TASK TO CARRY OUT: When you answer, copy every line of the listing below exactly.
[Opening DATA SHOWN section]
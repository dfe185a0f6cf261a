//! Snapshot lifecycle for a loaded sheet.
//!
//! The session holds at most one [`ClassSnapshot`], replaced wholesale on
//! every successful load. Overlapping loads are rejected outright rather
//! than coalesced or cancelled: a second trigger while a load is in flight
//! fails fast with [`LoadInProgress`]. Any failure leaves the previous
//! snapshot untouched.

use anyhow::Result;
use std::sync::atomic::{AtomicBool, Ordering};
use thiserror::Error;
use tokio::sync::RwLock;
use tracing::{info, warn};

use crate::model::ClassSnapshot;
use crate::services::{Extractor, SheetSource};

/// Returned when a load is triggered while another one is still running.
#[derive(Debug, Error, PartialEq, Eq)]
#[error("a sheet load is already in progress")]
pub struct LoadInProgress;

/// Result of a load attempt that did not fail.
#[derive(Debug, PartialEq, Eq)]
pub enum LoadOutcome {
    /// The snapshot was replaced.
    Loaded,
    /// The sheet had no rows; the previous snapshot is untouched.
    EmptySheet,
}

#[derive(Default)]
pub struct Session {
    snapshot: RwLock<Option<ClassSnapshot>>,
    loading: AtomicBool,
}

impl Session {
    pub fn new() -> Self {
        Self::default()
    }

    pub async fn snapshot(&self) -> Option<ClassSnapshot> {
        self.snapshot.read().await.clone()
    }

    /// Fetches the named sheet, runs the extraction service over its raw
    /// text and replaces the snapshot on success.
    ///
    /// The snapshot is built fully before the write lock is taken, so
    /// readers never observe a half-updated state.
    pub async fn load_sheet<S: SheetSource, E: Extractor>(
        &self,
        source: &S,
        extractor: &E,
        sheet_name: &str,
    ) -> Result<LoadOutcome> {
        if self
            .loading
            .compare_exchange(false, true, Ordering::AcqRel, Ordering::Acquire)
            .is_err()
        {
            return Err(LoadInProgress.into());
        }

        let result = self.load_inner(source, extractor, sheet_name).await;
        self.loading.store(false, Ordering::Release);
        result
    }

    async fn load_inner<S: SheetSource, E: Extractor>(
        &self,
        source: &S,
        extractor: &E,
        sheet_name: &str,
    ) -> Result<LoadOutcome> {
        let rows = source.sheet_rows(sheet_name).await?;
        if rows.is_empty() {
            warn!(
                sheet = sheet_name,
                "Sheet has no rows, keeping previous snapshot"
            );
            return Ok(LoadOutcome::EmptySheet);
        }

        let raw_text = rows_to_text(&rows);
        let table = extractor.extract(&raw_text).await?;

        let snapshot = ClassSnapshot::from_extraction(sheet_name, table);
        info!(
            sheet = sheet_name,
            cycle = ?snapshot.cycle,
            students = snapshot.students.len(),
            subjects = snapshot.subjects.len(),
            "Snapshot replaced"
        );
        *self.snapshot.write().await = Some(snapshot);

        Ok(LoadOutcome::Loaded)
    }
}

/// Joins sheet cells into the raw text handed to the extraction service:
/// cells comma-joined, rows newline-joined.
pub fn rows_to_text(rows: &[Vec<String>]) -> String {
    rows.iter()
        .map(|r| r.join(", "))
        .collect::<Vec<String>>()
        .join("\n")
}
[Closing DATA SHOWN section]
TASK ANSWER:
repository dfe185a0f6cf261a
//! Snapshot lifecycle for a loaded sheet.
//!
//! The session holds at most one [`ClassSnapshot`], replaced wholesale on
//! every successful load. Overlapping loads are rejected outright rather
//! than coalesced or cancelled: a second trigger while a load is in flight
//! fails fast with [`LoadInProgress`]. Any failure leaves the previous
//! snapshot untouched.

use anyhow::Result;
use std::sync::atomic::{AtomicBool, Ordering};
use thiserror::Error;
use tokio::sync::RwLock;
use tracing::{info, warn};

use crate::model::ClassSnapshot;
use crate::services::{Extractor, SheetSource};

/// Returned when a load is triggered while another one is still running.
#[derive(Debug, Error, PartialEq, Eq)]
#[error("a sheet load is already in progress")]
pub struct LoadInProgress;

/// Result of a load attempt that did not fail.
#[derive(Debug, PartialEq, Eq)]
pub enum LoadOutcome {
    /// The snapshot was replaced.
    Loaded,
    /// The sheet had no rows; the previous snapshot is untouched.
    EmptySheet,
}

#[derive(Default)]
pub struct Session {
    snapshot: RwLock<Option<ClassSnapshot>>,
    loading: AtomicBool,
}

impl Session {
    pub fn new() -> Self {
        Self::default()
    }

    pub async fn snapshot(&self) -> Option<ClassSnapshot> {
        self.snapshot.read().await.clone()
    }

    /// Fetches the named sheet, runs the extraction service over its raw
    /// text and replaces the snapshot on success.
    ///
    /// The snapshot is built fully before the write lock is taken, so
    /// readers never observe a half-updated state.
    pub async fn load_sheet<S: SheetSource, E: Extractor>(
        &self,
        source: &S,
        extractor: &E,
        sheet_name: &str,
    ) -> Result<LoadOutcome> {
        if self
            .loading
            .compare_exchange(false, true, Ordering::AcqRel, Ordering::Acquire)
            .is_err()
        {
            return Err(LoadInProgress.into());
        }

        let result = self.load_inner(source, extractor, sheet_name).await;
        self.loading.store(false, Ordering::Release);
        result
    }

    async fn load_inner<S: SheetSource, E: Extractor>(
        &self,
        source: &S,
        extractor: &E,
        sheet_name: &str,
    ) -> Result<LoadOutcome> {
        let rows = source.sheet_rows(sheet_name).await?;
        if rows.is_empty() {
            warn!(
                sheet = sheet_name,
                "Sheet has no rows, keeping previous snapshot"
            );
            return Ok(LoadOutcome::EmptySheet);
        }

        let raw_text = rows_to_text(&rows);
        let table = extractor.extract(&raw_text).await?;

        let snapshot = ClassSnapshot::from_extraction(sheet_name, table);
        info!(
            sheet = sheet_name,
            cycle = ?snapshot.cycle,
            students = snapshot.students.len(),
            subjects = snapshot.subjects.len(),
            "Snapshot replaced"
        );
        *self.snapshot.write().await = Some(snapshot);

        Ok(LoadOutcome::Loaded)
    }
}

/// Joins sheet cells into the raw text handed to the extraction service:
/// cells comma-joined, rows newline-joined.
pub fn rows_to_text(rows: &[Vec<String>]) -> String {
    rows.iter()
        .map(|r| r.join(", "))
        .collect::<Vec<String>>()
        .join("\n")
}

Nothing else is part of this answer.